§ **Task to complete**
Using the entries that follow, write out the line containing "types for tradepost.", the line containing "pub enum AppError", and every line between them, exactly and nothing else.

==== Dataset records ====

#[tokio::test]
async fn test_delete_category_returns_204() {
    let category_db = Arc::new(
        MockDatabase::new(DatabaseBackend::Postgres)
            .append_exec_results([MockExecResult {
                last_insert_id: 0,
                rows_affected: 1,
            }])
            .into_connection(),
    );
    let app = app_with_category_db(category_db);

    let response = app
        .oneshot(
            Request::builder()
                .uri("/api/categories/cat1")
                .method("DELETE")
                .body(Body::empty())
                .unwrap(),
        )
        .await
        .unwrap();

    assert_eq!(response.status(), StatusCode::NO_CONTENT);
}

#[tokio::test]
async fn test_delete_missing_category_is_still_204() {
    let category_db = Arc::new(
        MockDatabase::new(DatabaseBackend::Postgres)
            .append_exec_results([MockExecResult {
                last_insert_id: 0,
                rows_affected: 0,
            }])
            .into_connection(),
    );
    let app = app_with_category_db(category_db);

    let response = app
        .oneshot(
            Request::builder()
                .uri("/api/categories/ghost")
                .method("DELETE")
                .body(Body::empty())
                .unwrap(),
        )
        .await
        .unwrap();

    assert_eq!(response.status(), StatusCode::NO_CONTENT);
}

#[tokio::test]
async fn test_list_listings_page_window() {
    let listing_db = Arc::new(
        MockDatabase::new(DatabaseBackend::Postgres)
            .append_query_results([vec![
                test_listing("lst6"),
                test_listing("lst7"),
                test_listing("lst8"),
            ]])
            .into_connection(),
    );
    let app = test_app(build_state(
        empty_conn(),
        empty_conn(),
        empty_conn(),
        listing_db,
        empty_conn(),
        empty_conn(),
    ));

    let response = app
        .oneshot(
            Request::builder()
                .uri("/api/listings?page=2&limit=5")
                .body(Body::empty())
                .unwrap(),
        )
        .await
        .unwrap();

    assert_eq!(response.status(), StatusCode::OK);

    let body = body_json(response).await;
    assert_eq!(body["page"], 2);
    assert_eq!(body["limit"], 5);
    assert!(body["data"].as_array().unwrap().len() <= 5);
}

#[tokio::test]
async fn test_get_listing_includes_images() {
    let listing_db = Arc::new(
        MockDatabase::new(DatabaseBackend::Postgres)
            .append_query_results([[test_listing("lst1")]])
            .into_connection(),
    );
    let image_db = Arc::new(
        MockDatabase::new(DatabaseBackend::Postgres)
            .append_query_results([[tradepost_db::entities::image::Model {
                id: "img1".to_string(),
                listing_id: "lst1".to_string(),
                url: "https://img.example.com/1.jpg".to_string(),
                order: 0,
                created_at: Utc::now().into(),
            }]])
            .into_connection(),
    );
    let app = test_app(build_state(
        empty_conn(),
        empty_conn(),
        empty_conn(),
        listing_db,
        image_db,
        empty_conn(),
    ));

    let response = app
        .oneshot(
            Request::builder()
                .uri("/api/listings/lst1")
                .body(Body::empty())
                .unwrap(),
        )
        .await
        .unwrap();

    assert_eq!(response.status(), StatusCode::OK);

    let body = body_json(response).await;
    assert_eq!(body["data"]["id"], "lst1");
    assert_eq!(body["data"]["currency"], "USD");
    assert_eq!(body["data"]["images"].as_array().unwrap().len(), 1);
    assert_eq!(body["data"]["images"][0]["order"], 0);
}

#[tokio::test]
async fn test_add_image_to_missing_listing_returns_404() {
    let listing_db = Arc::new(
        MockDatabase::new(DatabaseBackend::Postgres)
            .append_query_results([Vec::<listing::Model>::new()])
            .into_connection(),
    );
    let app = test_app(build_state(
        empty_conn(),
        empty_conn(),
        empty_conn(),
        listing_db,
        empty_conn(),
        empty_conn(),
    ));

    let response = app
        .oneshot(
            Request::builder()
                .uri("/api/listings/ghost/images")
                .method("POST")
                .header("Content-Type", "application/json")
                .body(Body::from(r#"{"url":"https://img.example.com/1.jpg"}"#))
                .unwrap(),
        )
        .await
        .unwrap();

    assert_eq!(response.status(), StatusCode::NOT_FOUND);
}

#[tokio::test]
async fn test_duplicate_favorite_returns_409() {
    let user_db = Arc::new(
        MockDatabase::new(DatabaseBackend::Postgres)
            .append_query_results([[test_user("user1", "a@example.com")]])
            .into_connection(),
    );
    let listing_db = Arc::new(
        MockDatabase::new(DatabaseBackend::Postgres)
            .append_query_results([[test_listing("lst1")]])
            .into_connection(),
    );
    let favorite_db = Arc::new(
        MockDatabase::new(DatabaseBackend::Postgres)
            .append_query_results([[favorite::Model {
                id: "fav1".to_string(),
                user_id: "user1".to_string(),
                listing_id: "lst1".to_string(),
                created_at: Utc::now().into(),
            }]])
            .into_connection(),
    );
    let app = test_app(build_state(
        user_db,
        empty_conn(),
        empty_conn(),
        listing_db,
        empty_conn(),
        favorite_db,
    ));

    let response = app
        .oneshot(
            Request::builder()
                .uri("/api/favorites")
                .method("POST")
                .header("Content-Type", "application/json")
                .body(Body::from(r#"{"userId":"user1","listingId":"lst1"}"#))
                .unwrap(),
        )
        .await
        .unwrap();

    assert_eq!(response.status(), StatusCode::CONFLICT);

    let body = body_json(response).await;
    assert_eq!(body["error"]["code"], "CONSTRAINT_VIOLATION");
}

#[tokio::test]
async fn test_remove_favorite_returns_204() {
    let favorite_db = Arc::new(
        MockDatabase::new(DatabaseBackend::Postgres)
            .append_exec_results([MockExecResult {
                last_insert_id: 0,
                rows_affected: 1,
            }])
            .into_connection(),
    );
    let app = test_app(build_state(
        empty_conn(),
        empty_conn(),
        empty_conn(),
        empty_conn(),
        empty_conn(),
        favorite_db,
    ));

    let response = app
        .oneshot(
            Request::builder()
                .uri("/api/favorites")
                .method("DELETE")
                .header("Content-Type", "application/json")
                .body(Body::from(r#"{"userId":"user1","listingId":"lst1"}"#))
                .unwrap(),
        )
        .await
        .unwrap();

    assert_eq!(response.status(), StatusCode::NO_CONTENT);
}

====
==== Dataset records ====

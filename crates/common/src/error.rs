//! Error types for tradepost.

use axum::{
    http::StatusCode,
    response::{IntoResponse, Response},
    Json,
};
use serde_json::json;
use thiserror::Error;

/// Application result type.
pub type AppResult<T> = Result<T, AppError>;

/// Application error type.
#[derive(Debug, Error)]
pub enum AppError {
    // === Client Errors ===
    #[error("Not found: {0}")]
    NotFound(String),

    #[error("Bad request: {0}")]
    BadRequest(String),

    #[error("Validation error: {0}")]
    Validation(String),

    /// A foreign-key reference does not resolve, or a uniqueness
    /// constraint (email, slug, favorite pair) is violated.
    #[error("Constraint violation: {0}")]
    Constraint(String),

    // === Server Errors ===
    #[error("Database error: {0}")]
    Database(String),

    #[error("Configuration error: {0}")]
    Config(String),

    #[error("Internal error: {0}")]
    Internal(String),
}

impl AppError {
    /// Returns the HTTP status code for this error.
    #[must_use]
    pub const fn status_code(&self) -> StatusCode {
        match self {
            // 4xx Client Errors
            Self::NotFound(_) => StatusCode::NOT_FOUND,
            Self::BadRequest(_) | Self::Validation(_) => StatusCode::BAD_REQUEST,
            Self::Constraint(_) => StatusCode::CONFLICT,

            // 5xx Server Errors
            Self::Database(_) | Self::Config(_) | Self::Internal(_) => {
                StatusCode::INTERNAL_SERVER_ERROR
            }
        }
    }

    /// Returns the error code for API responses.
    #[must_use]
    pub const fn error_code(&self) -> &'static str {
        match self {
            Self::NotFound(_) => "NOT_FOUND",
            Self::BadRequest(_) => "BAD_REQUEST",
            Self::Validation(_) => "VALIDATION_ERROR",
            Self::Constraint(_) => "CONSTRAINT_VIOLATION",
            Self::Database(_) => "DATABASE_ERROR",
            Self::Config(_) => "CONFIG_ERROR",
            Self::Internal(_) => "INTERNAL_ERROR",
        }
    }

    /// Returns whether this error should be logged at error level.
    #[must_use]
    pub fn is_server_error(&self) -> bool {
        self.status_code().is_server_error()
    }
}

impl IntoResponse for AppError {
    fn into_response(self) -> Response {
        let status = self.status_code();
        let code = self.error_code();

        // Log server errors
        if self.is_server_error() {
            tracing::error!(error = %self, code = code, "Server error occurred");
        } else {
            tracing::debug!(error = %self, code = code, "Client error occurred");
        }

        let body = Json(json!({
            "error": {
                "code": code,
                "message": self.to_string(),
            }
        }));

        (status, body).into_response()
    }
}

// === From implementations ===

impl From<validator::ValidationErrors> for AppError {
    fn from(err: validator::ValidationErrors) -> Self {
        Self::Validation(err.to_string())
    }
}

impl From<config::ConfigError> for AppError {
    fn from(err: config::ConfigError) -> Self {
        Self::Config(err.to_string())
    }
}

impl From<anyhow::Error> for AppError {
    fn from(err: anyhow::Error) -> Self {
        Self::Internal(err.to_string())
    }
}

====

§ **The completed task**
//! Error types for tradepost.

use axum::{
    http::StatusCode,
    response::{IntoResponse, Response},
    Json,
};
use serde_json::json;
use thiserror::Error;

/// Application result type.
pub type AppResult<T> = Result<T, AppError>;

/// Application error type.
#[derive(Debug, Error)]
pub enum AppError {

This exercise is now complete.